> [Exercise]: Please reproduce exactly the line that carries "surface can display" and all remaining lines through the last line of the data, and write nothing else.

> [Extracted entries]:
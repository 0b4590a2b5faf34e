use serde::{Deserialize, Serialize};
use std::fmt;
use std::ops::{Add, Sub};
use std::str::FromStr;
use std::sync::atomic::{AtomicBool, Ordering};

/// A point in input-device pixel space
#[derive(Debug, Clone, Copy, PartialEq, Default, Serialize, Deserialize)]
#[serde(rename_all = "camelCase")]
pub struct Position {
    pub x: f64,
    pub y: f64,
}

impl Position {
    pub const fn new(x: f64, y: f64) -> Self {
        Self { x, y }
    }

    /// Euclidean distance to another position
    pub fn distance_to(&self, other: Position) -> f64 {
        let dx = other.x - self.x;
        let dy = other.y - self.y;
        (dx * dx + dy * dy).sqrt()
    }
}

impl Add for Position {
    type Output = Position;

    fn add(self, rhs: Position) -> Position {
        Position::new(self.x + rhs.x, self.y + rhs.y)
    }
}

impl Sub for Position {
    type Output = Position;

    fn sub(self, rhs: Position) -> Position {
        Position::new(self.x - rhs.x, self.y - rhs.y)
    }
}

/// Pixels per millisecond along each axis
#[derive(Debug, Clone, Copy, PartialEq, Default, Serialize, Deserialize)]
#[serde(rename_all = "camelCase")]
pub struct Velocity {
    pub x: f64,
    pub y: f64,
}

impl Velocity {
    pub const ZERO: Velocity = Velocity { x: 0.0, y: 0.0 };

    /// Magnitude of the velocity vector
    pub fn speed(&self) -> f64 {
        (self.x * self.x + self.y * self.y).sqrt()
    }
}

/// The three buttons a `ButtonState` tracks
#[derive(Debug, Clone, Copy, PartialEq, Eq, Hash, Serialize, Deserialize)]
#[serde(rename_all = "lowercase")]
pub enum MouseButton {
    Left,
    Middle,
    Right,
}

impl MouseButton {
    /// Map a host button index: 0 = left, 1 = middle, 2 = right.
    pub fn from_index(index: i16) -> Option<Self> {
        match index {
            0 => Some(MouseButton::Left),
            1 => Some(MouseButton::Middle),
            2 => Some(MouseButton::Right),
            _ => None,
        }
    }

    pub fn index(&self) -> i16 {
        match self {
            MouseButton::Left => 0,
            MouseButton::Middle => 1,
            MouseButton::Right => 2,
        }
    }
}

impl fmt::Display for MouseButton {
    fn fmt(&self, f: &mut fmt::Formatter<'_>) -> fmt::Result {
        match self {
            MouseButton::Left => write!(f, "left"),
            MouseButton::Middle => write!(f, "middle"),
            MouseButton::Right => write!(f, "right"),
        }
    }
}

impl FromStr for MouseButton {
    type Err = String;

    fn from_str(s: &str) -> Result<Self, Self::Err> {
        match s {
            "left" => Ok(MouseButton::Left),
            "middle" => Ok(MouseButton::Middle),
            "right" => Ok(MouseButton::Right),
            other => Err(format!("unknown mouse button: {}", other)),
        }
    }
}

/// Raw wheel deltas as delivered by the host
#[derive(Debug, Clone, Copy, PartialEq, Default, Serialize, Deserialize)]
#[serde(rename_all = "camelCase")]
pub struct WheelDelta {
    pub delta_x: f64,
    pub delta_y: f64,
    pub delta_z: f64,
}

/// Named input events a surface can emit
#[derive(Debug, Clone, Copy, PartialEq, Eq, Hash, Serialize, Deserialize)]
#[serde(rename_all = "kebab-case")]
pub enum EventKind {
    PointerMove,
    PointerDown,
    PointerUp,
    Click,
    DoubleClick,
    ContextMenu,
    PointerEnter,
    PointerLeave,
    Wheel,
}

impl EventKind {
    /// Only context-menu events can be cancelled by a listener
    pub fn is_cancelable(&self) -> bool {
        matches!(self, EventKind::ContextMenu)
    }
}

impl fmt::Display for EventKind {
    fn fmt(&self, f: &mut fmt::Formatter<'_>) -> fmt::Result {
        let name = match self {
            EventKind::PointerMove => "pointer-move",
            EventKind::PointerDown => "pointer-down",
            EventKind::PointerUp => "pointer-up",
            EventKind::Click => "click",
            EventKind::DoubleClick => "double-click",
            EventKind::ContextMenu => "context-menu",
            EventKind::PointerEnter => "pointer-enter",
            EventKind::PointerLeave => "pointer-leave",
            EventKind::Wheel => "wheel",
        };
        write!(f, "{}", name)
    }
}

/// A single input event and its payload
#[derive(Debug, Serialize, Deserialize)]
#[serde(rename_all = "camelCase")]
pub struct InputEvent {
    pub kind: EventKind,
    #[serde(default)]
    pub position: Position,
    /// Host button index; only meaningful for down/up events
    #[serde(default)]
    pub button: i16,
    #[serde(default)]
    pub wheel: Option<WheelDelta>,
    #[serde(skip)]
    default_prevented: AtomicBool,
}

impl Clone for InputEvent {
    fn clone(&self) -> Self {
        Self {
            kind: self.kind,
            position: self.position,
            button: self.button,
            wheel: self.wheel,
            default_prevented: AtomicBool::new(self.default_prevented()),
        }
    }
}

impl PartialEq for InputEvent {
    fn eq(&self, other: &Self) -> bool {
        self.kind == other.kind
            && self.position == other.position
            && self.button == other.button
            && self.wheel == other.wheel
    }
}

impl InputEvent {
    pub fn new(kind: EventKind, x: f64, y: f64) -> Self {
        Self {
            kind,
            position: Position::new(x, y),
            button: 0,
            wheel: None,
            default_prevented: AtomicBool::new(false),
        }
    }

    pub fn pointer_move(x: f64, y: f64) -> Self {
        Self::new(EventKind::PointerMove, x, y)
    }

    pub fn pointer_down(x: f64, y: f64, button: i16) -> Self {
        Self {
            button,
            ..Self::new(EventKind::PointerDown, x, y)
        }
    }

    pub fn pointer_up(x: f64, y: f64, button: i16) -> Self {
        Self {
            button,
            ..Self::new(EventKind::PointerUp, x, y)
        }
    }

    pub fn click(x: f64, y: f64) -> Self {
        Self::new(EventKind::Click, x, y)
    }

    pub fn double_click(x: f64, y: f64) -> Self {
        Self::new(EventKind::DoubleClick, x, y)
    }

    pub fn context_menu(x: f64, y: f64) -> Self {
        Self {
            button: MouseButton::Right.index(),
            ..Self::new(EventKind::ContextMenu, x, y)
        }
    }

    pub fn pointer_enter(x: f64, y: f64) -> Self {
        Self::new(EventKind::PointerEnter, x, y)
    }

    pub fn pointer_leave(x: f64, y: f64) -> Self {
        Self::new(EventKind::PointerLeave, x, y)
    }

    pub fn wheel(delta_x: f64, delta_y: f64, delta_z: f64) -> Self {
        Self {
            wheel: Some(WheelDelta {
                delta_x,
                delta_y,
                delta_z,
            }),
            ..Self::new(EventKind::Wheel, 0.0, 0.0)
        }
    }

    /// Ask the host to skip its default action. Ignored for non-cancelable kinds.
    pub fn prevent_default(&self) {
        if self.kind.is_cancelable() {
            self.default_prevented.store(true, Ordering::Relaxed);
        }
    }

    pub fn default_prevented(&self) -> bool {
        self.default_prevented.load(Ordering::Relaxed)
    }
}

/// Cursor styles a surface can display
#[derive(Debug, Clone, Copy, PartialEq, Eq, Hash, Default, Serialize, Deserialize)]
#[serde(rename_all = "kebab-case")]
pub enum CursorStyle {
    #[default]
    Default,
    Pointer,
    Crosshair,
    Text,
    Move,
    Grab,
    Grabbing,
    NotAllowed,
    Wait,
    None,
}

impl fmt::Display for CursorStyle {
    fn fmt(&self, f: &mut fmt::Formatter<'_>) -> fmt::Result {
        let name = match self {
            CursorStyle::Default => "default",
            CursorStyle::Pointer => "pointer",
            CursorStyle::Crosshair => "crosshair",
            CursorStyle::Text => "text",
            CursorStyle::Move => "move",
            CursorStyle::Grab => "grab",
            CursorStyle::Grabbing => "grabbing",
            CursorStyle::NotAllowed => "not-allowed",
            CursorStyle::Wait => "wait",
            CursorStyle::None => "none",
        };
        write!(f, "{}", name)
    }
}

> [Solution to this exercise]:
/// Cursor styles a surface can display
#[derive(Debug, Clone, Copy, PartialEq, Eq, Hash, Default, Serialize, Deserialize)]
#[serde(rename_all = "kebab-case")]
pub enum CursorStyle {
    #[default]
    Default,
    Pointer,
    Crosshair,
    Text,
    Move,
    Grab,
    Grabbing,
    NotAllowed,
    Wait,
    None,
}

impl fmt::Display for CursorStyle {
    fn fmt(&self, f: &mut fmt::Formatter<'_>) -> fmt::Result {
        let name = match self {
            CursorStyle::Default => "default",
            CursorStyle::Pointer => "pointer",
            CursorStyle::Crosshair => "crosshair",
            CursorStyle::Text => "text",
            CursorStyle::Move => "move",
            CursorStyle::Grab => "grab",
            CursorStyle::Grabbing => "grabbing",
            CursorStyle::NotAllowed => "not-allowed",
            CursorStyle::Wait => "wait",
            CursorStyle::None => "none",
        };
        write!(f, "{}", name)
    }
}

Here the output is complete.